EPIC FAIL OR COLOSSAL SUCCESS?

Epic fail or colossal success?

One of my all-time favorite movies, Elizabethtown, addresses the issue of failure. The movie starts out with the main character Drew Baylor (Orlando Bloom) talking about the difference between a failure and a fiasco. Drew’s first line in the movie is a monologue in his head:

“As somebody once said, there's a difference between a failure and a fiasco. A failure is simply the non-presence of success. Any fool can accomplish failure. But a fiasco, a fiasco is a disaster of mythic proportions. A fiasco is a folktale told to others, that makes other people feel more...alive. because it didn't happen to them"

As the movie plays on, it is evident that Drew experienced a fiasco. He designed a shoe that was produced but then deemed unsellable, and lost the company he worked for a billion dollars. He is so upset by this fiasco, and the ensuing loss of his job which he had dedicated his life to, that he decides to end his life. Right as he is about to commit the act, he receives a phone call from his sister, who informs him that his father passed away while visiting relatives in Elizabethtown, Kentucky, and he must go collect his body. Reluctantly, Drew agrees. While on the flight, he meets a flight attendant, Claire, who changes the rest of his life. While in Kentucky, he gets to know his distant relatives who he hadn’t seen in years. He also learns a lot about his father from his family. His father and him had always talked about taking a road trip together, but never made time for it. Drew ends up driving his father’s ashes cross-country, sprinkling them here and there. Drew and Claire stay in touch throughout the movie, and their friendship turns into a budding romance, and the movie ends with them reunited.

Would we consider Drew losing his job an epic failure, or colossal success? Had he not lost his job, he would have been too consumed with work to fly to Elizabethtown and would never have met Claire. He also would not have gone through the healing process of losing his father and had the bonding time with his family. While the movie starts out implying his situation was an epic failure – a fiasco – it turns around by the end into a colossal success.
If we all think hard enough, I bet we have similar situations in our own lives. Maybe not the same circumstances – I think it’s pretty rare to lose a major company a billion dollars, which is why it’s call a fiasco and why it becomes a folktale – but we all have failures.

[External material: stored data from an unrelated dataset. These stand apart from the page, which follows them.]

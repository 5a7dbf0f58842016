//! Address spaces and copy-on-write fault handling
//!
//! An `AddressSpace` owns one `PageMap` and an ordered list of mapped
//! regions. Region lookup hands back a clone of the region's `Arc`, and the
//! fault path takes the region's read lock so faults in disjoint regions
//! proceed in parallel; copy-on-write resolution upgrades to the region's
//! write lock.

use alloc::sync::Arc;
use alloc::vec::Vec;
use spin::{Mutex, RwLock};
use x86_64::VirtAddr;

use super::layout::{is_page_aligned, PAGE_SIZE_4K, USER_END};
use super::paging::PageMap;
use super::vm_object::VmObject;
use super::MapError;

/// Access kind reported by the fault vector
#[derive(Debug, Clone, Copy, PartialEq, Eq)]
pub enum AccessKind {
    Read,
    Write,
}

/// Result of resolving a page fault against the region list
#[derive(Debug, Clone, Copy, PartialEq, Eq)]
pub enum FaultOutcome {
    Resolved,
    /// No region, no backing object, or allocation exhaustion mid-fault
    Fatal,
}

pub struct RegionState {
    pub object: Option<Arc<VmObject>>,
    pub copy_on_write: bool,
}

/// A contiguous mapped range `[base, base + size)`
pub struct MappedRegion {
    base: VirtAddr,
    size: usize,
    state: RwLock<RegionState>,
}

impl core::fmt::Debug for MappedRegion {
    fn fmt(&self, f: &mut core::fmt::Formatter<'_>) -> core::fmt::Result {
        f.debug_struct("MappedRegion")
            .field("base", &self.base)
            .field("size", &self.size)
            .finish()
    }
}

impl MappedRegion {
    fn new(base: VirtAddr, size: usize, object: Arc<VmObject>, copy_on_write: bool) -> Arc<Self> {
        Arc::new(MappedRegion {
            base,
            size,
            state: RwLock::new(RegionState {
                object: Some(object),
                copy_on_write,
            }),
        })
    }

    pub fn base(&self) -> VirtAddr {
        self.base
    }

    pub fn size(&self) -> usize {
        self.size
    }

    pub fn end(&self) -> VirtAddr {
        self.base + self.size as u64
    }

    pub fn contains(&self, addr: VirtAddr) -> bool {
        addr >= self.base && addr < self.end()
    }

    pub fn object(&self) -> Option<Arc<VmObject>> {
        self.state.read().object.clone()
    }

    pub fn is_copy_on_write(&self) -> bool {
        self.state.read().copy_on_write
    }

    /// References to the backing object across all address spaces
    pub fn object_ref_count(&self) -> usize {
        self.state
            .read()
            .object
            .as_ref()
            .map_or(0, Arc::strong_count)
    }
}

pub struct AddressSpace {
    page_map: PageMap,
    regions: Mutex<Vec<Arc<MappedRegion>>>,
}

impl AddressSpace {
    pub fn new(page_map: PageMap) -> AddressSpace {
        AddressSpace {
            page_map,
            regions: Mutex::new(Vec::new()),
        }
    }

    pub fn page_map(&self) -> &PageMap {
        &self.page_map
    }

    /// Reserve a virtual range backed by a lazily populated anonymous
    /// object. No frames are allocated until the first touch.
    pub fn allocate_anonymous(
        &self,
        len: usize,
        at: Option<VirtAddr>,
        fixed: bool,
    ) -> Result<Arc<MappedRegion>, MapError> {
        self.insert_object_at(
            Arc::new(VmObject::anonymous(self.page_map.arena().clone(), page_round(len)?)),
            at,
            fixed,
            /* map_now */ false,
        )
    }

    /// Map an already populated object (process image, trampoline)
    pub fn map_object(
        &self,
        object: Arc<VmObject>,
        at: Option<VirtAddr>,
        fixed: bool,
    ) -> Result<Arc<MappedRegion>, MapError> {
        self.insert_object_at(object, at, fixed, /* map_now */ true)
    }

    fn insert_object_at(
        &self,
        object: Arc<VmObject>,
        at: Option<VirtAddr>,
        fixed: bool,
        map_now: bool,
    ) -> Result<Arc<MappedRegion>, MapError> {
        let len = object.size();
        let mut regions = self.regions.lock();

        let base = match at {
            Some(base) if Self::range_is_free(&regions, base, len) => base,
            Some(base) => {
                if fixed {
                    log::warn!(
                        "fixed region {:#x}..{:#x} is in use",
                        base.as_u64(),
                        base.as_u64() + len as u64
                    );
                    return Err(MapError::AddressInUse);
                }
                Self::find_available(&regions, len).ok_or(MapError::OutOfMemory)?
            }
            None => Self::find_available(&regions, len).ok_or(MapError::OutOfMemory)?,
        };
        if !is_page_aligned(base.as_u64()) {
            return Err(MapError::InvalidRange);
        }

        let region = MappedRegion::new(base, len, object, false);
        if map_now {
            let state = region.state.read();
            if let Some(object) = state.object.as_ref() {
                object.map_allocated(base, &self.page_map, false)?;
            }
        }

        let position = regions
            .iter()
            .position(|r| r.base > base)
            .unwrap_or(regions.len());
        regions.insert(position, region.clone());
        Ok(region)
    }

    fn range_is_free(regions: &[Arc<MappedRegion>], base: VirtAddr, len: usize) -> bool {
        let end = base.as_u64() + len as u64;
        if end > USER_END {
            return false;
        }
        !regions
            .iter()
            .any(|r| r.base.as_u64() < end && base < r.end())
    }

    /// First-fit scan through the ordered region list. Zero addresses are
    /// never handed out.
    fn find_available(regions: &[Arc<MappedRegion>], len: usize) -> Option<VirtAddr> {
        let mut base = PAGE_SIZE_4K;
        for region in regions {
            if base + len as u64 <= region.base.as_u64() {
                break;
            }
            if base < region.end().as_u64() {
                base = region.end().as_u64();
            }
        }
        if base + len as u64 <= USER_END {
            Some(VirtAddr::new(base))
        } else {
            None
        }
    }

    /// The region containing `addr`, if any
    pub fn region_containing(&self, addr: VirtAddr) -> Option<Arc<MappedRegion>> {
        let regions = self.regions.lock();
        regions.iter().find(|r| r.contains(addr)).cloned()
    }

    /// Check a user byte range lies entirely within mapped regions
    pub fn range_mapped(&self, base: VirtAddr, len: usize) -> bool {
        let end = base.as_u64() + len as u64;
        let mut cursor = base.as_u64();
        let regions = self.regions.lock();
        for region in regions.iter() {
            if cursor < region.base.as_u64() {
                return false; // gap before this region; list is ordered
            }
            if cursor < region.end().as_u64() {
                cursor = region.end().as_u64();
            }
            if cursor >= end {
                return true;
            }
        }
        cursor >= end
    }

    pub fn translate(&self, addr: VirtAddr) -> Option<x86_64::PhysAddr> {
        self.page_map.translate(addr)
    }

    /// Fork-clone: duplicate the table hierarchy, share every object, and
    /// flag all private regions copy-on-write on both sides. No data copied.
    pub fn fork(&self) -> Result<AddressSpace, MapError> {
        let regions = self.regions.lock();
        let clone_map = self.page_map.clone_hierarchy()?;
        let mut clone_regions = Vec::with_capacity(regions.len());

        for region in regions.iter() {
            let mut state = region.state.write();
            let Some(object) = state.object.clone() else {
                continue;
            };
            let copy_on_write = if object.is_shared() {
                // Shared objects stay shared; no COW
                state.copy_on_write
            } else {
                if !state.copy_on_write {
                    state.copy_on_write = true;
                    // Strip write permission from our own mappings
                    object.map_allocated(region.base, &self.page_map, true)?;
                }
                true
            };

            object.map_allocated(region.base, &clone_map, copy_on_write)?;
            clone_regions.push(MappedRegion::new(
                region.base,
                region.size,
                object,
                copy_on_write,
            ));
        }

        Ok(AddressSpace {
            page_map: clone_map,
            regions: Mutex::new(clone_regions),
        })
    }

    /// Resolve a page fault at `addr`
    pub fn handle_fault(&self, addr: VirtAddr, kind: AccessKind) -> FaultOutcome {
        let Some(region) = self.region_containing(addr) else {
            return FaultOutcome::Fatal;
        };
        let offset = (addr - region.base) & !(PAGE_SIZE_4K - 1);

        {
            let state = region.state.read();
            let Some(object) = state.object.as_ref() else {
                return FaultOutcome::Fatal;
            };
            if !(state.copy_on_write && kind == AccessKind::Write) {
                // Plain lazy first touch (or read of a COW page)
                return match object.hit(region.base, offset, &self.page_map, state.copy_on_write) {
                    Ok(()) => FaultOutcome::Resolved,
                    Err(e) => {
                        log::error!("fault allocation failed at {:#x}: {}", addr.as_u64(), e);
                        FaultOutcome::Fatal
                    }
                };
            }
        }

        // Write to a copy-on-write region: resolve under the write lock
        let mut state = region.state.write();
        let Some(object) = state.object.as_ref() else {
            return FaultOutcome::Fatal;
        };

        let result = if !state.copy_on_write {
            // Another thread resolved this region while we upgraded
            object.hit(region.base, offset, &self.page_map, false)
        } else if Arc::strong_count(object) == 1 {
            // Last reference: flip writable in place, no copy
            let object = object.clone();
            state.copy_on_write = false;
            object
                .map_allocated(region.base, &self.page_map, false)
                .and_then(|()| object.hit(region.base, offset, &self.page_map, false))
        } else {
            // Clone this region's contents into a private object; dropping
            // the old reference decrements the shared count
            match object.clone_contents() {
                Ok(private) => {
                    let private = Arc::new(private);
                    state.copy_on_write = false;
                    state.object = Some(private.clone());
                    private
                        .map_allocated(region.base, &self.page_map, false)
                        .and_then(|()| private.hit(region.base, offset, &self.page_map, false))
                }
                Err(e) => Err(e),
            }
        };

        match result {
            Ok(()) => FaultOutcome::Resolved,
            Err(e) => {
                log::error!("copy-on-write resolution failed at {:#x}: {}", addr.as_u64(), e);
                FaultOutcome::Fatal
            }
        }
    }

    /// Remove every region wholly contained in `[base, base + len)`,
    /// dropping the object references and clearing the affected leaves.
    pub fn unmap(&self, base: VirtAddr, len: usize) -> Result<(), MapError> {
        if len == 0 || !is_page_aligned(base.as_u64()) || !is_page_aligned(len as u64) {
            return Err(MapError::InvalidRange);
        }
        let end = base + len as u64;
        let mut regions = self.regions.lock();
        let mut removed = false;

        regions.retain(|region| {
            if region.base >= base && region.end() <= end {
                let mut state = region.state.write();
                state.object = None; // last drop frees the frames
                let mut page = region.base;
                while page < region.end() {
                    self.page_map.unmap(page);
                    page += PAGE_SIZE_4K;
                }
                removed = true;
                false
            } else {
                true
            }
        });

        if removed {
            Ok(())
        } else {
            Err(MapError::InvalidRange)
        }
    }

    /// Copy bytes out of user memory, faulting pages in as needed. Fails
    /// with a typed error instead of ever taking a raw fault.
    pub fn read_user(&self, addr: VirtAddr, buf: &mut [u8]) -> Result<(), MapError> {
        self.user_access(addr, buf.len(), AccessKind::Read, |arena, phys, range| {
            arena.read_bytes(phys, &mut buf[range]);
        })
    }

    /// Copy bytes into user memory, faulting and resolving COW as needed
    pub fn write_user(&self, addr: VirtAddr, data: &[u8]) -> Result<(), MapError> {
        self.user_access(addr, data.len(), AccessKind::Write, |arena, phys, range| {
            arena.write_bytes(phys, &data[range]);
        })
    }

    fn user_access(
        &self,
        addr: VirtAddr,
        len: usize,
        kind: AccessKind,
        mut op: impl FnMut(&super::frame_allocator::FrameArena, x86_64::PhysAddr, core::ops::Range<usize>),
    ) -> Result<(), MapError> {
        let mut done = 0usize;
        while done < len {
            let cursor = addr + done as u64;
            let page_offset = (cursor.as_u64() % PAGE_SIZE_4K) as usize;
            let chunk = core::cmp::min(PAGE_SIZE_4K as usize - page_offset, len - done);

            if self.handle_fault(cursor, kind) != FaultOutcome::Resolved {
                return Err(MapError::InvalidRange);
            }
            let phys = self.page_map.translate(cursor).ok_or(MapError::InvalidRange)?;
            op(self.page_map.arena(), phys, done..done + chunk);
            done += chunk;
        }
        Ok(())
    }

    #[cfg(test)]
    pub(crate) fn region_count(&self) -> usize {
        self.regions.lock().len()
    }
}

This idea occurred to me while discussing the idea of failure with a group of 8th grade girls at my church. We had been going through a series on having a “Fresh Start” and what that looks like. One of the topics we discussed was defining failure and success. We shared funny stories and anecdotes about failures we have had in our own lives. I shared a story about visiting a restaurant where I had been talking to one of the waiters there for a couple weeks. (I met him because my sister left my phone number on the table one day as a joke because I thought he was cute – and he actually called me). While I was there with my friends and trying to look cute, I ended up knocking over my glass of water, spilling it all over the table while talking to him, and he had to clean it up. I was so flustered and embarrassed – I called that experience an epic fail. We talked off and on for a couple of years, both talking to other people in the breaks. But in the end, it didn’t work between us. I was telling the girls this story as a failure, but one of the girls pointed out that it was actually a success story, because I didn’t marry him. I married my husband, and he is way better than the waiter.

My whole perspective of past dates relationships and almost-relationships changed. Instead of beating myself up or thinking of what I did wrong to make those fail, I should be praising the success of them not working out. I learned valuable lessons from each of those experiences (like don’t try to flirt while there are containers of spillable liquid around) and in the end, they didn’t work out. Instead, they prepared me for my husband. They helped me learn how to treat him, and how not to treat him. They helped me realize how reliable, dependable, and faithful a man can be by showing me the opposite, so I recognized those qualities in my husband immediately.


Ultimately, while the world might call those experiences missed opportunities or failures, I call them successes. Because the led me to my best friend, who I get to spend the rest of my life with.